Diante da situação, Liane Souza, ressaltou que teve que se reinventar para tornar o mundo de seu filho e de mães com histórias parecidas com a dela pudessem ter um ponto de apoio. “Percebi o quanto precisava mudar o meu olhar, não porque tive um filho com deficiência, mas porque todos têm direito de viver numa sociedade para todos. E digo que muitas mudanças aconteceram nesses 30 anos, através da nossa luta por uma sociedade mais justa, e nesse processo a família é fundamental. É na família que a criança com deficiência chega e tem que ser acolhida. E o grande passo que foi dado, começou por um Grupo de Pais do CDPAE – Centro Dialético dos Pais e Amigos dos Especiais. E quero aqui homenagear todas as mães do CDPAE, nesse dia das mães, que começaram essa história, junto comigo e Claudia Brandão, mãe de Ritinha, e hoje vemos a luta do Movimento da Pessoa com Deficiência através do Fórum Maranhense das entidades de Pessoas com Deficiência e Patologia. A nossa luta é histórica de resistência, essa foi a mudança em mim. Eu queria que todos experimentassem esse amor que tenho  por meu filho Carlos Eduardo, através de uma história que todos podem construir juntos, independente de qualquer característica, cada pessoa aprende e cada uma do seu jeito”, contou Liane, que é casada com Eduardo Henrique e é avó de Maria Cecília.
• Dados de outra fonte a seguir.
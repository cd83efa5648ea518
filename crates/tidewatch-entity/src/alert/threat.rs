//! Threat type enumeration.

use serde::{Deserialize, Serialize};
use std::fmt;
use std::str::FromStr;

/// The kind of coastal threat an alert describes.
#[derive(Debug, Clone, Copy, PartialEq, Eq, Hash, Serialize, Deserialize)]
#[serde(rename_all = "snake_case")]
pub enum ThreatType {
    /// Tropical cyclone.
    Cyclone,
    /// Tsunami.
    Tsunami,
    /// Coastal flooding.
    Flood,
    /// Marine pollution.
    Pollution,
    /// Storm surge.
    StormSurge,
    /// Coastal erosion.
    Erosion,
    /// Anything else.
    Other,
}

impl ThreatType {
    /// Human-readable noun phrase used in alert titles.
    pub fn title(&self) -> &'static str {
        match self {
            Self::Cyclone => "Cyclonic Storm",
            Self::Tsunami => "Tsunami Warning",
            Self::Flood => "Coastal Flooding",
            Self::Pollution => "Marine Pollution",
            Self::StormSurge => "Storm Surge",
            Self::Erosion => "Coastal Erosion",
            Self::Other => "Coastal Threat",
        }
    }

    /// Return the threat type as a snake_case string.
    pub fn as_str(&self) -> &'static str {
        match self {
            Self::Cyclone => "cyclone",
            Self::Tsunami => "tsunami",
            Self::Flood => "flood",
            Self::Pollution => "pollution",
            Self::StormSurge => "storm_surge",
            Self::Erosion => "erosion",
            Self::Other => "other",
        }
    }
}

impl fmt::Display for ThreatType {
    fn fmt(&self, f: &mut fmt::Formatter<'_>) -> fmt::Result {
        write!(f, "{}", self.as_str())
    }
}

impl FromStr for ThreatType {
    type Err = tidewatch_core::AppError;

    fn from_str(s: &str) -> Result<Self, Self::Err> {
        match s.to_lowercase().as_str() {
            "cyclone" => Ok(Self::Cyclone),
            "tsunami" => Ok(Self::Tsunami),
            "flood" => Ok(Self::Flood),
            "pollution" => Ok(Self::Pollution),
            "storm_surge" => Ok(Self::StormSurge),
            "erosion" => Ok(Self::Erosion),
            "other" => Ok(Self::Other),
            _ => Err(tidewatch_core::AppError::validation(format!(
                "Invalid threat type: '{s}'. Expected one of: cyclone, tsunami, flood, \
                 pollution, storm_surge, erosion, other"
            ))),
        }
    }
}
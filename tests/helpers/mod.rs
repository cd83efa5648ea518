//! Shared helpers for the cross-crate tests.
//!
//! Builds the full service graph on the in-memory store with the realtime
//! engine as publisher, recording gateways, a scripted oracle and a manual
//! clock.

#![allow(dead_code)]

use std::sync::{Arc, Mutex};
use std::time::Duration;

use async_trait::async_trait;
use chrono::{DateTime, TimeZone, Utc};
use tokio::sync::mpsc;

use tidewatch_core::config::AppConfig;
use tidewatch_core::error::AppError;
use tidewatch_core::events::Room;
use tidewatch_core::result::AppResult;
use tidewatch_core::traits::{
    DeliveryFailure, EmailGateway, ManualClock, PushContent, PushGateway, SmsGateway,
};
use tidewatch_core::types::GeoPoint;
use tidewatch_database::Database;
use tidewatch_entity::Severity;
use tidewatch_entity::alert::{CreateAlert, ThreatType};
use tidewatch_entity::environment::EnvironmentalReading;
use tidewatch_entity::report::{AiAnalysis, Attachment, Report, ReportType, SubmitReport};
use tidewatch_entity::user::{CreateUser, NotificationPreferences, User, UserRole};
use tidewatch_oracle::ScoringOracle;
use tidewatch_realtime::RealtimeEngine;
use tidewatch_realtime::connection::ConnectionHandle;
use tidewatch_service::RequestContext;
use tidewatch_service::notification::Gateways;
use tidewatch_service::state::Services;

/// Gateway that records every call; push can be switched to fail.
#[derive(Debug, Default)]
pub struct RecordingGateway {
    pub fail_push: Mutex<bool>,
    calls: Mutex<Vec<(&'static str, String)>>,
}

impl RecordingGateway {
    pub fn calls(&self, channel: &str) -> usize {
        self.calls
            .lock()
            .unwrap()
            .iter()
            .filter(|(c, _)| *c == channel)
            .count()
    }

    fn record(&self, channel: &'static str, target: &str) {
        self.calls.lock().unwrap().push((channel, target.to_string()));
    }
}

#[async_trait]
impl PushGateway for RecordingGateway {
    async fn send_push(&self, target: &str, _content: &PushContent) -> Result<(), DeliveryFailure> {
        self.record("push", target);
        if *self.fail_push.lock().unwrap() {
            return Err(DeliveryFailure::Unavailable("push provider down".to_string()));
        }
        Ok(())
    }
}

#[async_trait]
impl SmsGateway for RecordingGateway {
    async fn send_sms(&self, number: &str, _text: &str) -> Result<(), DeliveryFailure> {
        self.record("sms", number);
        Ok(())
    }
}

#[async_trait]
impl EmailGateway for RecordingGateway {
    async fn send_email(&self, address: &str, _subject: &str, _body: &str) -> Result<(), DeliveryFailure> {
        self.record("email", address);
        Ok(())
    }
}

/// Oracle answering every report with the same confidence.
#[derive(Debug)]
pub struct FixedOracle {
    pub confidence: f64,
}

#[async_trait]
impl ScoringOracle for FixedOracle {
    async fn analyze_report(&self, _report: &Report) -> AppResult<AiAnalysis> {
        Ok(AiAnalysis {
            severity_score: 90.0,
            confidence: self.confidence,
            tags: vec!["flooding".to_string()],
            credibility: 70.0,
            predicted_severity: Some(Severity::Critical),
            model_version: "fixed".to_string(),
            analyzed_at: start(),
        })
    }

    async fn analyze_global_threats(
        &self,
        _readings: &[EnvironmentalReading],
    ) -> AppResult<Vec<CreateAlert>> {
        Err(AppError::external_service("global assessment not scripted"))
    }

    fn name(&self) -> &'static str {
        "fixed"
    }
}

/// Test application context
pub struct TestApp {
    pub services: Services,
    pub engine: Arc<RealtimeEngine>,
    pub clock: Arc<ManualClock>,
    pub gateway: Arc<RecordingGateway>,
}

impl TestApp {
    pub async fn new() -> Self {
        Self::with_confidence(50.0).await
    }

    pub async fn with_confidence(confidence: f64) -> Self {
        let mut config = AppConfig::default();
        config.notifications.batch_delay_ms = 5;
        config.notifications.channel_timeout_ms = 500;
        config.oracle.timeout_ms = 1000;

        let engine = Arc::new(RealtimeEngine::new(config.realtime.clone()));
        engine.start();
        let clock = Arc::new(ManualClock::new(start()));
        let gateway = Arc::new(RecordingGateway::default());
        let gateways = Gateways {
            push: gateway.clone(),
            sms: gateway.clone(),
            email: gateway.clone(),
        };

        let services = Services::build(
            config,
            Database::in_memory(),
            Arc::new(FixedOracle { confidence }),
            gateways,
            engine.clone(),
            clock.clone(),
        )
        .await
        .expect("Failed to build services");

        Self {
            services,
            engine,
            clock,
            gateway,
        }
    }

    /// Register a citizen living at `location`.
    pub async fn resident(&self, email: &str, location: GeoPoint) -> User {
        self.services
            .users
            .register(CreateUser {
                name: "Resident".to_string(),
                email: email.to_string(),
                phone: Some("+919800000001".to_string()),
                device_token: Some(format!("device-{email}")),
                role: UserRole::Citizen,
                location,
                preferences: NotificationPreferences::default(),
            })
            .await
            .expect("Failed to register resident")
    }

    /// Register an expert far away from the coast.
    pub async fn expert(&self, email: &str) -> RequestContext {
        let user = self
            .services
            .users
            .register(CreateUser {
                name: "Expert".to_string(),
                email: email.to_string(),
                phone: None,
                device_token: None,
                role: UserRole::Expert,
                location: GeoPoint::new(0.0, 0.0).unwrap(),
                preferences: NotificationPreferences {
                    push: false,
                    sms: false,
                    email: false,
                    community_reports: false,
                },
            })
            .await
            .expect("Failed to register expert");
        RequestContext::new(user.id, user.role)
    }

    /// Open a realtime connection for `user` joined to `rooms`.
    pub fn listen(&self, user: &User, rooms: &[Room]) -> (Arc<ConnectionHandle>, mpsc::Receiver<String>) {
        let (handle, rx) = self.engine.connections.register(user.id);
        for room in rooms {
            self.engine.connections.join(&handle.id, *room).unwrap();
        }
        (handle, rx)
    }
}

pub fn ctx(user: &User) -> RequestContext {
    RequestContext::new(user.id, user.role)
}

/// 2026-03-10 06:00 UTC.
pub fn start() -> DateTime<Utc> {
    Utc.with_ymd_and_hms(2026, 3, 10, 6, 0, 0).unwrap()
}

/// Marina beach, Chennai.
pub fn coast() -> GeoPoint {
    GeoPoint::new(80.28, 13.08).unwrap()
}

/// A point roughly `km` kilometres north of [`coast`].
pub fn north_of_coast(km: f64) -> GeoPoint {
    GeoPoint::new(80.28, 13.08 + km / 111.2).unwrap()
}

pub fn submission(report_type: ReportType, severity: Severity, attachments: usize) -> SubmitReport {
    SubmitReport {
        report_type,
        severity,
        title: "Sea water over the promenade".to_string(),
        description: "Waves are breaking over the wall and flooding the road".to_string(),
        location: coast(),
        attachments: (0..attachments)
            .map(|i| Attachment {
                filename: format!("photo-{i}.jpg"),
                mime_type: "image/jpeg".to_string(),
                size_bytes: 2048,
                url: format!("s3://reports/photo-{i}.jpg"),
            })
            .collect(),
    }
}

pub fn alert_spec(severity: Severity, radius_km: f64) -> CreateAlert {
    CreateAlert {
        threat_type: ThreatType::Cyclone,
        severity,
        title: "Cyclone approaching".to_string(),
        description: "Gale force winds expected along the coast tonight".to_string(),
        center: coast(),
        radius_km,
        confidence: 75.0,
        ai_prediction: false,
        related_alerts: Vec::new(),
        source_report: None,
        recommendations: vec!["Stay indoors".to_string()],
        evacuation_zones: Vec::new(),
        ttl_hours: None,
    }
}

/// Every frame currently buffered on a connection, decoded.
pub fn drain(rx: &mut mpsc::Receiver<String>) -> Vec<serde_json::Value> {
    let mut frames = Vec::new();
    while let Ok(text) = rx.try_recv() {
        frames.push(serde_json::from_str(&text).unwrap());
    }
    frames
}

/// Frames of one event kind.
pub fn events_of(frames: &[serde_json::Value], event: &str) -> Vec<serde_json::Value> {
    frames
        .iter()
        .filter(|f| f["type"] == "event" && f["event"] == event)
        .cloned()
        .collect()
}

/// Let spawned background work run.
pub async fn settle() {
    tokio::time::sleep(Duration::from_millis(20)).await;
}
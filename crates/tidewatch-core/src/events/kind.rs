//! Event kinds published to realtime rooms.

use std::fmt;

use serde::{Deserialize, Serialize};

/// The kind of lifecycle event carried by a realtime message.
#[derive(Debug, Clone, Copy, PartialEq, Eq, Hash, Serialize, Deserialize)]
#[serde(rename_all = "snake_case")]
pub enum EventKind {
    /// A new environmental reading was ingested.
    EnvironmentalUpdate,
    /// An alert was created.
    NewAlert,
    /// An alert was modified.
    AlertUpdated,
    /// An alert was deactivated.
    AlertDeactivated,
    /// A community report was submitted.
    NewReport,
    /// A report was escalated into an alert.
    AutoAlertGenerated,
    /// A notification was stored for a user.
    Notification,
}

impl EventKind {
    /// Wire name of the event.
    pub fn as_str(&self) -> &'static str {
        match self {
            Self::EnvironmentalUpdate => "environmental_update",
            Self::NewAlert => "new_alert",
            Self::AlertUpdated => "alert_updated",
            Self::AlertDeactivated => "alert_deactivated",
            Self::NewReport => "new_report",
            Self::AutoAlertGenerated => "auto_alert_generated",
            Self::Notification => "notification",
        }
    }
}

impl fmt::Display for EventKind {
    fn fmt(&self, f: &mut fmt::Formatter<'_>) -> fmt::Result {
        write!(f, "{}", self.as_str())
    }
}

#[cfg(test)]
mod tests {
    use super::*;

    #[test]
    fn test_serde_name_matches_as_str() {
        for kind in [
            EventKind::EnvironmentalUpdate,
            EventKind::NewAlert,
            EventKind::AlertUpdated,
            EventKind::AlertDeactivated,
            EventKind::NewReport,
            EventKind::AutoAlertGenerated,
            EventKind::Notification,
        ] {
            let json = serde_json::to_string(&kind).unwrap();
            assert_eq!(json, format!("\"{}\"", kind.as_str()));
        }
    }
}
A descoberta do autismo do filho

Poliana Gatinho e seu filho João Lucas. (Foto: Arquivo Pessoal)

Já para Poliana Gatinho, turismóloga, mãe de João Lucas, criança autista de 5 anos de idade, descobrir que seria mãe de um filho com deficiência  foi a sensação mais complexa que já  teve na vida. “Eu senti medo, não sabia absolutamente nada sobre autismo e isso me dava uma sensação de impotência muito grande. Logo que recebi o diagnóstico do meu filho eu passei três dias e três noites chorando sem parar, duvidando da minha capacidade de ser mãe, me sentindo insuficiente pro tamanho do desafio que sabia que iria ter que encarar a partir dessa nova realidade”, contou Poliana Gatinho.

Em entrevista a O Imparcial, Poliana Gatinho revelou que a sua maior dificuldade foi conseguir trabalhar seus medos e passar a conviver com eles de uma forma que eles já não lhe travassem o caminhar pelo melhor para a vida do seu filho. “Hoje eu tenho muitos medos ainda: do preconceito que meu filho ainda pode sofrer, dele não ser compreendido, e de tudo que pode acontecer pelo capacitismo que ainda existe muito forte na nossa sociedade. A diferença é que hoje esses medos já não me travam mais, pelo contrário, eles são a minha mola propulsora para lutar todos os dias por uma sociedade mais justa, digna e inclusiva”, ressaltou a turismóloga.

Sobre qual o presente que  daria para a mãe de um filho especial, Poliana Gatinho afirmou que  gostaria de dar a outras mães que se encontram  nesta mesma situação a oportunidade de serem mais aceitas pela sociedade. “Gostaria de dar a todas uma vacina chamada aceitação. Amor de Mãe é incondicional e esse amor não se explica, só é pra amar , amar e amar. Quero dizer às mães que estão recebendo o diagnóstico do autismo de seus filhos agora que: o diagnóstico é um ponto de partida, seu filho é uma pessoa, ele não é um pedaço de papel ditando tudo que ele pode ser, ele simplesmente é o teu filho e pode ser tudo que puder, quiser e tiver que ser e quando as dificuldades te desafiarem, olhem bem fundo nos olhinhos brilhantes deles e se conectem a eles através da força mais potente e transformadora que Deus deixou na Terra: AMOR DE MÃE”, finalizou.